(Records shown begins)

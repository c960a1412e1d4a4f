// SPDX-License-Identifier: BUSL-1.1
// Copyright (c) 2026 Alfred Jean LLC

//! The agent RPC surface (§6.2): every request/response shape a client
//! (the CLI or the registry's `ExecuteCommand` fan-out) exchanges with
//! a `fleetd` process over a single length-prefixed connection.
//!
//! Most RPCs are one request frame answered by one response frame.
//! `RunCommand` and `StreamLogs`/`StreamMetrics` are server-streams: one
//! request frame, then a sequence of response frames ending in a
//! terminal one. `InteractiveShell` is bidirectional: `ShellInput`
//! frames flow client-to-agent for as long as `ShellOutput` frames flow
//! the other way.

use serde::{Deserialize, Serialize};

use crate::sysinfo::{LogEntry, LogLevel, Memory, NetworkConnection, NetworkInterface, ProcessInfo};
use crate::wire::registry::CommandFrame;

#[derive(Debug, Clone, Serialize, Deserialize)]
pub enum AgentRequest {
    RunCommand {
        command: String,
        user: Option<String>,
    },
    ExecuteTask {
        task_name: Option<String>,
        task_group: String,
        lua_script: String,
        workspace: Vec<u8>,
        user: Option<String>,
    },
    Shutdown,
    UpdateAgent {
        target_version: String,
        force: bool,
        skip_restart: bool,
    },
    GetResourceUsage,
    GetDetailedMetrics,
    GetProcessList,
    GetNetworkInfo,
    GetDiskInfo,
    GetActiveConnections {
        state_filter: Option<String>,
        include_local: bool,
    },
    GetSystemErrors {
        since_timestamp: Option<u64>,
        include_warnings: bool,
        max_errors: usize,
    },
    GetRecentLogs {
        max_lines: usize,
        level_filter: Option<LogLevel>,
        source_filter: Option<String>,
        since_timestamp: Option<u64>,
    },
    GetPerformanceHistory {
        duration_minutes: u32,
        data_points: u32,
    },
    DiagnoseHealth {
        deep_check: bool,
    },
    StreamLogs,
    StreamMetrics,
    RestartService,
    InteractiveShellOpen {
        cols: u16,
        rows: u16,
    },
    RegisterWatcher {
        config: serde_json::Value,
    },
    ListWatchers,
    RemoveWatcher {
        watcher_id: String,
    },
}

#[derive(Debug, Clone, Serialize, Deserialize)]
pub struct ResourceUsage {
    pub cpu_percent: f64,
    pub memory: Memory,
    pub load_average: [f64; 3],
    pub uptime_seconds: u64,
}

#[derive(Debug, Clone, Serialize, Deserialize)]
pub struct DetailedMetrics {
    pub resource: ResourceUsage,
    pub disk_total_bytes: u64,
    pub disk_used_bytes: u64,
    pub network_bytes_sent: u64,
    pub network_bytes_recv: u64,
    pub kernel: String,
    pub os: String,
}

#[derive(Debug, Clone, Serialize, Deserialize)]
pub struct NetworkInfoResponse {
    pub interfaces: Vec<NetworkInterface>,
    pub hostname: String,
}

#[derive(Debug, Clone, Serialize, Deserialize)]
pub struct DiskPartition {
    pub device: String,
    pub mountpoint: String,
    pub total: u64,
    pub used: u64,
    pub free: u64,
    pub used_percent: f64,
}

#[derive(Debug, Clone, Serialize, Deserialize)]
pub struct DiskInfoResponse {
    pub partitions: Vec<DiskPartition>,
    pub total_io_read_bytes: u64,
    pub total_io_write_bytes: u64,
}

#[derive(Debug, Clone, Serialize, Deserialize)]
pub struct ActiveConnectionsResponse {
    pub connections: Vec<NetworkConnection>,
    pub totals: usize,
}

#[derive(Debug, Clone, Serialize, Deserialize)]
pub struct SystemErrorsResponse {
    pub errors: Vec<LogEntry>,
    pub counts: usize,
    pub most_common: Option<String>,
}

#[derive(Debug, Clone, Serialize, Deserialize)]
pub struct RecentLogsResponse {
    pub logs: Vec<LogEntry>,
    pub total_count: usize,
    pub has_more: bool,
}

#[derive(Debug, Clone, Serialize, Deserialize)]
pub struct PerformanceSnapshot {
    pub timestamp: u64,
    pub cpu_percent: f64,
    pub memory_used_percent: f64,
}

#[derive(Debug, Clone, Serialize, Deserialize)]
pub struct PerformanceHistoryResponse {
    pub snapshots: Vec<PerformanceSnapshot>,
    pub avg: f64,
    pub min: f64,
    pub max: f64,
}

#[derive(Debug, Clone, Serialize, Deserialize)]
pub struct HealthIssueWire {
    pub severity: String,
    pub message: String,
}

#[derive(Debug, Clone, Serialize, Deserialize)]
pub struct DiagnoseHealthResponse {
    pub overall_status: String,
    pub health_score: i32,
    pub issues: Vec<HealthIssueWire>,
    pub summary: String,
    pub totals: usize,
}

#[derive(Debug, Clone, Serialize, Deserialize)]
pub struct ExecuteTaskResponse {
    pub success: bool,
    pub output: String,
    pub workspace: Vec<u8>,
}

#[derive(Debug, Clone, Serialize, Deserialize)]
pub struct UpdateAgentResponse {
    pub success: bool,
    pub message: String,
    pub old_version: String,
    pub new_version: String,
}

#[derive(Debug, Clone, Serialize, Deserialize)]
pub struct RegisterWatcherResponse {
    pub success: bool,
    pub message: String,
    pub watcher_id: Option<String>,
}

#[derive(Debug, Clone, Serialize, Deserialize)]
pub struct ListWatchersResponse {
    pub watchers: Vec<serde_json::Value>,
}

/// One frame of a `StreamMetrics` response; reuses [`ResourceUsage`]'s
/// field shape but is its own type since the cadence contract (every
/// 5s per §6.2) lives at the framing layer, not the payload.
#[derive(Debug, Clone, Serialize, Deserialize)]
pub struct MetricsFrame {
    pub timestamp: u64,
    pub usage: ResourceUsage,
}

#[derive(Debug, Clone, Serialize, Deserialize)]
pub struct LogFrame {
    pub entry: LogEntry,
}

/// Client-to-agent half of an `InteractiveShell` bidi stream.
#[derive(Debug, Clone, Serialize, Deserialize)]
pub enum ShellInput {
    Data { bytes: Vec<u8> },
    Resize { rows: u16, cols: u16 },
    Eof,
}

/// Agent-to-client half of an `InteractiveShell` bidi stream.
#[derive(Debug, Clone, Serialize, Deserialize)]
pub enum ShellOutput {
    Data { bytes: Vec<u8> },
    Completed { exit_code: Option<i32> },
    Error { message: String },
}

#[derive(Debug, Clone, Serialize, Deserialize)]
pub enum AgentResponse {
    CommandOutput(CommandFrame),
    ExecuteTask(ExecuteTaskResponse),
    Shutdown,
    UpdateAgent(UpdateAgentResponse),
    ResourceUsage(ResourceUsage),
    DetailedMetrics(DetailedMetrics),
    ProcessList(Vec<ProcessInfo>),
    NetworkInfo(NetworkInfoResponse),
    DiskInfo(DiskInfoResponse),
    ActiveConnections(ActiveConnectionsResponse),
    SystemErrors(SystemErrorsResponse),
    RecentLogs(RecentLogsResponse),
    PerformanceHistory(PerformanceHistoryResponse),
    DiagnoseHealth(DiagnoseHealthResponse),
    LogStream(LogFrame),
    MetricsStream(MetricsFrame),
    RestartService { success: bool, message: String },
    ShellOpened,
    ShellFrame(ShellOutput),
    RegisterWatcher(RegisterWatcherResponse),
    ListWatchers(ListWatchersResponse),
    RemoveWatcher { success: bool, message: String },
    Error { message: String },
}

#[cfg(test)]
mod tests {
    use super::*;

    #[test]
    fn run_command_request_round_trips_through_json() {
        let req = AgentRequest::RunCommand {
            command: "echo hi".into(),
            user: None,
        };
        let json = serde_json::to_string(&req).unwrap();
        let back: AgentRequest = serde_json::from_str(&json).unwrap();
        match back {
            AgentRequest::RunCommand { command, user } => {
                assert_eq!(command, "echo hi");
                assert!(user.is_none());
            }
            other => panic!("unexpected variant: {other:?}"),
        }
    }

    #[test]
    fn shell_input_resize_round_trips() {
        let input = ShellInput::Resize { rows: 30, cols: 120 };
        let json = serde_json::to_string(&input).unwrap();
        let back: ShellInput = serde_json::from_str(&json).unwrap();
        assert!(matches!(back, ShellInput::Resize { rows: 30, cols: 120 }));
    }
}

(Records shown ends)

* [Exercise prompt]: Copy, from the material above, each line in which the string "enum" occurs.

* [Solution for this task]:
pub enum AgentRequest {
pub enum ShellInput {
pub enum ShellOutput {
pub enum AgentResponse {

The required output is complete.